The Difference Between Lay and Lie
Other than the definition of “to tell an untruth,” lay and lie are often used interchangeably. But lay is a transitive verb, meaning it requires a subject and one or more direct objects. Lie, on the other hand, is an intransitive verb, which means that it doesn’t need an object.
But the Lay vs. Lie Conundrum Gets More Conundrumy
Here’s where it gets tricky: the past tense of lay is laid, and the past tense of lie is lay.
So if you wanted to say that you lay on the floor in the fetal position all day yesterday, that’s correct, because the verb is in the past tense. If you said that you lay in said position all day regularly, that would be wrong. There is no object in that sentence, so you want the intransitive verb in the present tense, which would be that you lie in the fetal position often.

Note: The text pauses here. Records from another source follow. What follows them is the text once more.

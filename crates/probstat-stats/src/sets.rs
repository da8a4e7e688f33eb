//! Set operations over string labels.

use std::collections::BTreeSet;

use serde::Serialize;

use crate::parse::parse_labels;

/// Two label sets together with their derived operations.
///
/// Every set is kept sorted by byte-wise string comparison so that output is
/// deterministic.
///
/// # Examples
///
/// ```
/// use probstat_stats::sets::SetPair;
///
/// let sets = SetPair::parse("a, b, c", "b, c, d");
/// assert_eq!(sets.union, ["a", "b", "c", "d"]);
/// assert_eq!(sets.intersection, ["b", "c"]);
/// assert_eq!(sets.a_minus_b, ["a"]);
/// assert_eq!(sets.b_minus_a, ["d"]);
/// ```
#[derive(Debug, Clone, PartialEq, Eq, Serialize)]
pub struct SetPair {
    pub a: Vec<String>,
    pub b: Vec<String>,
    /// `A ∪ B`
    pub union: Vec<String>,
    /// `A ∩ B`
    pub intersection: Vec<String>,
    /// `A − B`
    pub a_minus_b: Vec<String>,
    /// `B − A`
    pub b_minus_a: Vec<String>,
}

impl SetPair {
    /// Parses two comma-separated label lists and computes the operations.
    #[must_use]
    pub fn parse(a: &str, b: &str) -> Self {
        Self::new(&parse_labels(a), &parse_labels(b))
    }

    #[must_use]
    pub fn new(a: &BTreeSet<String>, b: &BTreeSet<String>) -> Self {
        fn collect<'a>(it: impl Iterator<Item = &'a String>) -> Vec<String> {
            it.cloned().collect()
        }
        Self {
            a: collect(a.iter()),
            b: collect(b.iter()),
            union: collect(a.union(b)),
            intersection: collect(a.intersection(b)),
            a_minus_b: collect(a.difference(b)),
            b_minus_a: collect(b.difference(a)),
        }
    }
}

/// Formats a set as `{ a, b, c }`.
///
/// # Examples
///
/// ```
/// # use probstat_stats::sets::format_set;
/// assert_eq!(format_set(&["x".to_string(), "y".to_string()]), "{ x, y }");
/// assert_eq!(format_set(&[]), "{  }");
/// ```
#[must_use]
pub fn format_set(labels: &[String]) -> String {
    format!("{{ {} }}", labels.join(", "))
}
//! Descriptive statistics, counting and probability for classroom datasets.
//!
//! This crate provides the computational core behind the `probstat` tools:
//!
//! - **Parsing**: Turn free text into finite numbers or label sets
//! - **Descriptive statistics**: Mean, median and mode
//! - **Class intervals**: Fixed-width frequency tables with cumulative frequencies
//! - **Combinatorics**: Factorials, permutations and combinations as big integers
//! - **Empirical probability**: Observed frequency of threshold events
//! - **Set algebra**: Union, intersection and differences over labels
//! - **Pareto ranking**: Counts sorted descending with cumulative percentages
//! - **Stem-and-leaf** plots and **multiplication-rule** trees
//!
//! Every function is a pure transformation from explicit inputs to explicit
//! outputs. Inputs that cannot be used are reported through the error types
//! in [`error`], [`combinatorics::CombinatoricsError`] and
//! [`counting_tree::CountingTreeError`].
//!
//! # Modules
//!
//! - [`parse`]: Numeric and label list parsing
//! - [`sample`]: Validated samples and summary measures
//! - [`descriptive`]: Mean, median and mode
//! - [`classes`]: Class intervals and frequency tables
//! - [`combinatorics`]: Arbitrary-precision counting
//! - [`probability`]: Empirical event probability
//! - [`sets`]: Set operations over labels
//! - [`pareto`]: Pareto ranking
//! - [`stem_leaf`]: Stem-and-leaf plots
//! - [`counting_tree`]: Multiplication rule and decision trees
//! - [`report`]: All sample statistics in one structure
//!
//! # Examples
//!
//! ## Building a frequency table
//!
//! ```
//! use probstat_stats::{classes::FrequencyTable, parse::parse_numbers};
//!
//! let data = parse_numbers("12, 13, 15, 15, 17, 21, 24, 28");
//! let table = FrequencyTable::new(&data, 5.0).unwrap();
//! assert_eq!(table.classes[0].label, "[12-17)");
//! assert_eq!(table.classes[0].fi, 4);
//! ```
//!
//! ## Counting
//!
//! ```
//! use probstat_stats::combinatorics::combination;
//!
//! assert_eq!(combination(49, 6).unwrap().to_string(), "13983816");
//! ```

pub mod classes;
pub mod combinatorics;
pub mod counting_tree;
pub mod descriptive;
pub mod error;
pub mod format;
pub mod parse;
pub mod pareto;
pub mod probability;
pub mod report;
pub mod sample;
pub mod sets;
pub mod stem_leaf;

#[cfg(test)]
mod proptests;

/// A classroom dataset of 29 values used by demos and tests.
pub const DEMO_DATA: &str = "12, 13, 15, 15, 17, 21, 24, 28, 32, 35, 36, 37, 37, 39, 39, 40, \
                             41, 44, 44, 51, 54, 56, 59, 59, 62, 64, 65, 65, 28";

Let’s look at the transitive verb. If you find yourself on the floor regularly, you may decide to take painkillers. Good for you! Way to be proactive. After you take a few, you decide to lay the bottle on the sink. Good for you again! You used the right form of the verb. A few hours later, you need another dosage. Do you remember that you laid the bottle on the sink? If you did, then not only will your body aches go away faster, but you also used the proper verb form.
About Liz Bureman
Liz Bureman has a more-than-healthy interest in proper grammatical structure, accurate spelling, and the underappreciated semicolon. When she's not diagramming sentences and reading blogs about how terribly written the Twilight series is, she edits for the Write Practice, causes trouble in Denver, and plays guitar very slowly and poorly. You can follow her on Twitter (@epbure), where she tweets more about music of the mid-90s than writing.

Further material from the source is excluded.